The lines from the start of the records below through the line containing "integral and the" are to be copied exactly, both ends included, with nothing added.

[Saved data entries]
#####
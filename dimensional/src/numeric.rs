/******************************************************************************
 * Copyright ContinuousC. Licensed under the "Elastic License 2.0".           *
 ******************************************************************************/

use std::cmp::Ordering;
use std::fmt::{self, Debug, Display, Formatter};
use std::str::FromStr;

use num_traits::{Bounded, Num, NumCast, ToPrimitive};
use serde::{Deserialize, Serialize};

use super::error::UnitError;

/// Whether values of a storage type are integral or floating-point.
#[derive(
    Serialize, Deserialize, PartialEq, Eq, Hash, Clone, Copy, Debug,
)]
#[cfg_attr(feature = "schemars", derive(schemars::JsonSchema))]
#[serde(rename_all = "snake_case")]
pub enum NumericKind {
    Integer,
    Float,
}

/// The storage policy: the result of combining two values, the right
/// one of which is first converted by a factor that is `exact` (an
/// integer), stays integral only if both sides are integral and the
/// conversion is exact. Anything else is computed in floating-point.
pub const fn widen(
    lhs: NumericKind,
    rhs: NumericKind,
    exact: bool,
) -> NumericKind {
    match (lhs, rhs, exact) {
        (NumericKind::Integer, NumericKind::Integer, true) => {
            NumericKind::Integer
        }
        _ => NumericKind::Float,
    }
}

/// Arithmetic types usable as storage for a measure.
pub trait Numeric:
    Num
    + NumCast
    + ToPrimitive
    + Bounded
    + Copy
    + PartialOrd
    + Debug
    + Display
    + 'static
{
    const KIND: NumericKind;

    /// Lossy for 64-bit integers; never fails for the storage types.
    fn as_f64(self) -> f64 {
        self.to_f64().unwrap_or(f64::NAN)
    }

    /// Converts between storage types. Fractions are truncated, values
    /// out of the target's range saturate at its bounds and NaN becomes
    /// zero.
    fn cast<M: Numeric>(self) -> M {
        match <M as NumCast>::from(self) {
            Some(v) => v,
            None if self.partial_cmp(&self).is_none() => M::zero(),
            None if self < Self::zero() => M::min_value(),
            None => M::max_value(),
        }
    }

    /// Computes `self * factor + shift` exactly, for integer storage.
    fn checked_scale(self, factor: i64, shift: i64) -> Option<Self> {
        self.to_i128()?
            .checked_mul(factor as i128)?
            .checked_add(shift as i128)
            .and_then(<Self as NumCast>::from)
    }

    fn to_scalar(self) -> Scalar {
        match (Self::KIND, self.to_i64()) {
            (NumericKind::Integer, Some(v)) => Scalar::Integer(v),
            _ => Scalar::Float(self.as_f64()),
        }
    }

    /// Fails if a float without an exact integer value is stored in an
    /// integer type, or if a value does not fit.
    fn from_scalar(value: Scalar) -> Result<Self, UnitError> {
        let converted = match (value, Self::KIND) {
            (Scalar::Integer(v), _) => <Self as NumCast>::from(v),
            (Scalar::Float(v), NumericKind::Float) => {
                <Self as NumCast>::from(v)
            }
            (Scalar::Float(v), NumericKind::Integer) => {
                if v.fract() != 0.0 || !v.is_finite() {
                    return Err(UnitError::IntegerStorage);
                }
                <Self as NumCast>::from(v)
            }
        };
        converted.ok_or(UnitError::Overflow)
    }
}

macro_rules! impl_numeric {
    ($kind:ident: $($t:ty),*) => {
        $(
            impl Numeric for $t {
                const KIND: NumericKind = NumericKind::$kind;
            }
        )*
    };
}

impl_numeric!(Integer: i32, i64, u32, u64);
impl_numeric!(Float: f32, f64);

/// The common storage type of a binary operation, following the usual
/// arithmetic conversions: floats win over integers, the wider type
/// wins, and unsigned wins between integers of equal width.
pub trait Promote<Rhs: Numeric = Self>: Numeric {
    type Output: Numeric;
}

macro_rules! promote {
    ($($t:ty),* ; $($a:ty, $b:ty => $c:ty);* $(;)?) => {
        $(
            impl Promote<$t> for $t {
                type Output = $t;
            }
        )*
        $(
            impl Promote<$b> for $a {
                type Output = $c;
            }
            impl Promote<$a> for $b {
                type Output = $c;
            }
        )*
    };
}

promote!(
    i32, i64, u32, u64, f32, f64;
    i32, i64 => i64;
    i32, u32 => u32;
    i32, u64 => u64;
    i64, u32 => i64;
    i64, u64 => u64;
    u32, u64 => u64;
    f32, i32 => f32;
    f32, i64 => f32;
    f32, u32 => f32;
    f32, u64 => f32;
    f64, i32 => f64;
    f64, i64 => f64;
    f64, u32 => f64;
    f64, u64 => f64;
    f32, f64 => f64;
);

/// A runtime value, integral as long as the storage policy allows.
#[derive(Serialize, Deserialize, PartialEq, Clone, Copy, Debug)]
#[cfg_attr(feature = "schemars", derive(schemars::JsonSchema))]
#[serde(untagged)]
pub enum Scalar {
    Integer(i64),
    Float(f64),
}

impl Scalar {
    pub const fn kind(&self) -> NumericKind {
        match self {
            Scalar::Integer(_) => NumericKind::Integer,
            Scalar::Float(_) => NumericKind::Float,
        }
    }

    pub fn to_f64(self) -> f64 {
        match self {
            Scalar::Integer(v) => v as f64,
            Scalar::Float(v) => v,
        }
    }

    pub fn checked_add(self, rhs: Self) -> Result<Self, UnitError> {
        match (self, rhs) {
            (Scalar::Integer(a), Scalar::Integer(b)) => a
                .checked_add(b)
                .map(Scalar::Integer)
                .ok_or(UnitError::Overflow),
            _ => Ok(Scalar::Float(self.to_f64() + rhs.to_f64())),
        }
    }

    pub fn checked_sub(self, rhs: Self) -> Result<Self, UnitError> {
        match (self, rhs) {
            (Scalar::Integer(a), Scalar::Integer(b)) => a
                .checked_sub(b)
                .map(Scalar::Integer)
                .ok_or(UnitError::Overflow),
            _ => Ok(Scalar::Float(self.to_f64() - rhs.to_f64())),
        }
    }

    pub fn checked_mul(self, rhs: Self) -> Result<Self, UnitError> {
        match (self, rhs) {
            (Scalar::Integer(a), Scalar::Integer(b)) => a
                .checked_mul(b)
                .map(Scalar::Integer)
                .ok_or(UnitError::Overflow),
            _ => Ok(Scalar::Float(self.to_f64() * rhs.to_f64())),
        }
    }

    /// Integer division stays integral only when it is exact; division
    /// by integer zero gives the floating-point result.
    pub fn checked_div(self, rhs: Self) -> Result<Self, UnitError> {
        match (self, rhs) {
            (Scalar::Integer(a), Scalar::Integer(b))
                if b != 0 && a.checked_rem(b) == Some(0) =>
            {
                a.checked_div(b)
                    .map(Scalar::Integer)
                    .ok_or(UnitError::Overflow)
            }
            _ => Ok(Scalar::Float(self.to_f64() / rhs.to_f64())),
        }
    }

    pub fn checked_neg(self) -> Result<Self, UnitError> {
        match self {
            Scalar::Integer(v) => v
                .checked_neg()
                .map(Scalar::Integer)
                .ok_or(UnitError::Overflow),
            Scalar::Float(v) => Ok(Scalar::Float(-v)),
        }
    }

    pub fn partial_cmp(&self, rhs: &Self) -> Option<Ordering> {
        match (self, rhs) {
            (Scalar::Integer(a), Scalar::Integer(b)) => Some(a.cmp(b)),
            _ => self.to_f64().partial_cmp(&rhs.to_f64()),
        }
    }
}

impl Display for Scalar {
    fn fmt(&self, f: &mut Formatter) -> Result<(), fmt::Error> {
        match self {
            Scalar::Integer(v) => write!(f, "{}", v),
            Scalar::Float(v) => write!(f, "{}", v),
        }
    }
}

impl FromStr for Scalar {
    type Err = UnitError;
    fn from_str(s: &str) -> Result<Self, Self::Err> {
        let s = s.trim();
        match s.parse::<i64>() {
            Ok(v) => Ok(Scalar::Integer(v)),
            Err(_) => s
                .parse::<f64>()
                .map(Scalar::Float)
                .map_err(|_| UnitError::ParseNumber),
        }
    }
}

impl From<i64> for Scalar {
    fn from(value: i64) -> Self {
        Scalar::Integer(value)
    }
}

impl From<i32> for Scalar {
    fn from(value: i32) -> Self {
        Scalar::Integer(value as i64)
    }
}

impl From<f64> for Scalar {
    fn from(value: f64) -> Self {
        Scalar::Float(value)
    }
}

#[cfg(test)]
mod tests {
    use super::{widen, Numeric, NumericKind, Promote, Scalar};
    use crate::UnitError;

    fn promoted<A: Promote<B>, B: Numeric>() -> NumericKind {
        <A as Promote<B>>::Output::KIND
    }

    #[test]
    fn storage_policy() {
        use NumericKind::{Float, Integer};
        assert_eq!(widen(Integer, Integer, true), Integer);
        assert_eq!(widen(Integer, Integer, false), Float);
        assert_eq!(widen(Float, Integer, true), Float);
        assert_eq!(widen(Integer, Float, true), Float);
    }

    #[test]
    fn promotion() {
        assert_eq!(promoted::<i32, i64>(), NumericKind::Integer);
        assert_eq!(promoted::<u64, f32>(), NumericKind::Float);
        assert_eq!(
            std::any::type_name::<<i32 as Promote<u32>>::Output>(),
            "u32"
        );
        assert_eq!(
            std::any::type_name::<<f32 as Promote<f64>>::Output>(),
            "f64"
        );
    }

    #[test]
    fn casts_truncate_and_saturate() {
        assert_eq!(2.9f64.cast::<i32>(), 2);
        assert_eq!((-1.0f64).cast::<u32>(), 0);
        assert_eq!(7i64.cast::<f32>(), 7.0);
        assert_eq!(300u64.cast::<u32>(), 300);
        assert_eq!((-1i32).cast::<u32>(), 0);
        assert_eq!(u64::MAX.cast::<i64>(), i64::MAX);
        assert_eq!(1e300f64.cast::<i32>(), i32::MAX);
        assert_eq!(f64::NAN.cast::<i64>(), 0);
        assert_eq!(3.5f32.as_f64(), 3.5);
    }

    #[test]
    fn exact_integer_scaling() {
        assert_eq!(3i32.checked_scale(12, 0), Some(36));
        assert_eq!(i32::MAX.checked_scale(2, 0), None);
        assert_eq!(0u32.checked_scale(1, -1), None);
    }

    #[test]
    fn scalar_conversions() {
        assert_eq!(i64::from_scalar(Scalar::Float(4.0)), Ok(4));
        assert_eq!(
            i64::from_scalar(Scalar::Float(4.5)),
            Err(UnitError::IntegerStorage)
        );
        assert_eq!(
            u32::from_scalar(Scalar::Integer(-1)),
            Err(UnitError::Overflow)
        );
        assert_eq!(
            f32::from_scalar(Scalar::Integer(3)),
            Ok(3.0)
        );
        assert_eq!(
            i32::from_scalar(Scalar::Float(f64::INFINITY)),
            Err(UnitError::IntegerStorage)
        );
        assert_eq!(
            i32::from_scalar(Scalar::Float(1e12)),
            Err(UnitError::Overflow)
        );
        assert_eq!(u64::MAX.to_scalar(), Scalar::Float(u64::MAX as f64));
        assert_eq!(2.5f32.to_scalar(), Scalar::Float(2.5));
        assert_eq!(5u32.to_scalar(), Scalar::Integer(5));
    }

    #[test]
    fn scalar_arithmetic() {
        let (a, b) = (Scalar::Integer(6), Scalar::Integer(4));
        assert_eq!(a.checked_add(b), Ok(Scalar::Integer(10)));
        assert_eq!(a.checked_div(Scalar::Integer(3)), Ok(Scalar::Integer(2)));
        assert_eq!(a.checked_div(b), Ok(Scalar::Float(1.5)));
        assert_eq!(
            a.checked_mul(Scalar::Float(0.5)),
            Ok(Scalar::Float(3.0))
        );
        assert_eq!(
            Scalar::Integer(i64::MAX).checked_add(Scalar::Integer(1)),
            Err(UnitError::Overflow)
        );
        assert_eq!(
            Scalar::Integer(1).checked_div(Scalar::Integer(0)),
            Ok(Scalar::Float(f64::INFINITY))
        );
    }

    #[test]
    fn scalar_parsing_and_json() {
        assert_eq!("12".parse::<Scalar>(), Ok(Scalar::Integer(12)));
        assert_eq!("1.5".parse::<Scalar>(), Ok(Scalar::Float(1.5)));
        assert_eq!("x".parse::<Scalar>(), Err(UnitError::ParseNumber));
        assert_eq!(
            serde_json::from_str::<Scalar>("3").unwrap(),
            Scalar::Integer(3)
        );
        assert_eq!(
            serde_json::from_str::<Scalar>("3.25").unwrap(),
            Scalar::Float(3.25)
        );
    }
}
/******************************************************************************
 * Copyright ContinuousC. Licensed under the "Elastic License 2.0".           *
 ******************************************************************************/

use std::fmt::{self, Display, Formatter};

use num_traits::NumCast;
use serde::{Deserialize, Serialize};

use super::error::UnitError;
use super::numeric::{widen, Numeric, NumericKind, Scalar};
use super::ratio::Ratio;
use super::unit::Unit;

/// The exact affine map `v * factor + shift` between two units of
/// equivalent dimension.
#[derive(Serialize, Deserialize, PartialEq, Eq, Hash, Clone, Copy, Debug)]
#[cfg_attr(feature = "schemars", derive(schemars::JsonSchema))]
pub struct Conversion {
    factor: Ratio,
    shift: Ratio,
}

impl Conversion {
    pub const IDENTITY: Self = Conversion {
        factor: Ratio::ONE,
        shift: Ratio::ZERO,
    };

    /// With `ra`, `oa` the ratio and offset of `from` and `rb`, `ob`
    /// those of `to`, a value `v` is `(v + oa) * ra` in SI units,
    /// hence `v * ra / rb + oa * ra / rb - ob` in `to`.
    pub const fn between(from: &Unit, to: &Unit) -> Result<Self, UnitError> {
        let (a, b) = (from.base_unit(), to.base_unit());
        if !a.dimension().equivalent(&b.dimension()) {
            return Err(UnitError::Conversion(a.dimension(), b.dimension()));
        }
        let factor = const_try!(a.ratio().checked_div(b.ratio()));
        let shift = const_try!(from.offset().checked_mul(factor));
        Ok(Conversion {
            factor,
            shift: const_try!(shift.checked_sub(to.offset())),
        })
    }

    pub const fn factor(&self) -> Ratio {
        self.factor
    }

    pub const fn shift(&self) -> Ratio {
        self.shift
    }

    /// Whether integers are mapped onto integers.
    pub const fn is_exact(&self) -> bool {
        self.factor.is_integer() && self.shift.is_integer()
    }

    pub const fn is_identity(&self) -> bool {
        self.factor.is_one() && self.shift.is_zero()
    }

    /// This conversion followed by `next`.
    pub const fn then(self, next: Self) -> Result<Self, UnitError> {
        let shift = const_try!(self.shift.checked_mul(next.factor));
        Ok(Conversion {
            factor: const_try!(self.factor.checked_mul(next.factor)),
            shift: const_try!(shift.checked_add(next.shift)),
        })
    }

    pub const fn inverse(self) -> Result<Self, UnitError> {
        let factor = const_try!(self.factor.recip());
        let shift = const_try!(self.shift.checked_mul(factor));
        Ok(Conversion {
            factor,
            shift: const_try!(Ratio::ZERO.checked_sub(shift)),
        })
    }

    /// The factor that makes this conversion unusable for integer
    /// storage, if any.
    const fn inexact_part(&self) -> Ratio {
        match self.factor.is_integer() {
            true => self.shift,
            false => self.factor,
        }
    }

    pub fn apply_f64(&self, value: f64) -> f64 {
        if self.is_identity() {
            return value;
        }
        value * self.factor.num() as f64 / self.factor.den() as f64
            + self.shift.to_f64()
    }

    /// Integer storage is converted in integer arithmetic, which
    /// requires an exact conversion; floats are converted in `f64`.
    pub fn apply<N: Numeric>(&self, value: N) -> Result<N, UnitError> {
        match N::KIND {
            _ if self.is_identity() => Ok(value),
            NumericKind::Float => {
                <N as NumCast>::from(self.apply_f64(value.as_f64()))
                    .ok_or(UnitError::Overflow)
            }
            NumericKind::Integer => match self.is_exact() {
                true => value
                    .checked_scale(self.factor.num(), self.shift.num())
                    .ok_or(UnitError::Overflow),
                false => Err(UnitError::Inexact(self.inexact_part())),
            },
        }
    }

    /// Integers stay integers when the conversion is exact and are
    /// widened to floats otherwise.
    pub fn apply_scalar(&self, value: Scalar) -> Result<Scalar, UnitError> {
        match (
            value,
            widen(value.kind(), NumericKind::Integer, self.is_exact()),
        ) {
            (Scalar::Integer(v), NumericKind::Integer) => {
                Ok(Scalar::Integer(self.apply(v)?))
            }
            (v, _) => Ok(Scalar::Float(self.apply_f64(v.to_f64()))),
        }
    }

    /// Conversion for statically checked units, where inexact integer
    /// conversions have already been rejected.
    ///
    /// # Panics
    ///
    /// Panics if the converted integer does not fit its storage type,
    /// as integer arithmetic overflow does.
    pub(crate) fn scale<N: Numeric>(&self, value: N) -> N {
        match self.apply(value) {
            Ok(v) => v,
            Err(e) => panic!("unit conversion failed: {e}"),
        }
    }
}

impl Display for Conversion {
    fn fmt(&self, f: &mut Formatter) -> Result<(), fmt::Error> {
        match self.shift.is_zero() {
            true => write!(f, "x * {}", self.factor),
            false => write!(f, "x * {} + {}", self.factor, self.shift),
        }
    }
}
#####
OUTPUT FOR THIS TASK:
filename dimensional/src/numeric.rs
/******************************************************************************
 * Copyright ContinuousC. Licensed under the "Elastic License 2.0".           *
 ******************************************************************************/

use std::cmp::Ordering;
use std::fmt::{self, Debug, Display, Formatter};
use std::str::FromStr;

use num_traits::{Bounded, Num, NumCast, ToPrimitive};
use serde::{Deserialize, Serialize};

use super::error::UnitError;

/// Whether values of a storage type are integral or floating-point.
#[derive(
    Serialize, Deserialize, PartialEq, Eq, Hash, Clone, Copy, Debug,
)]
#[cfg_attr(feature = "schemars", derive(schemars::JsonSchema))]
#[serde(rename_all = "snake_case")]
pub enum NumericKind {
    Integer,
    Float,
}

/// The storage policy: the result of combining two values, the right
/// one of which is first converted by a factor that is `exact` (an
/// integer), stays integral only if both sides are integral and the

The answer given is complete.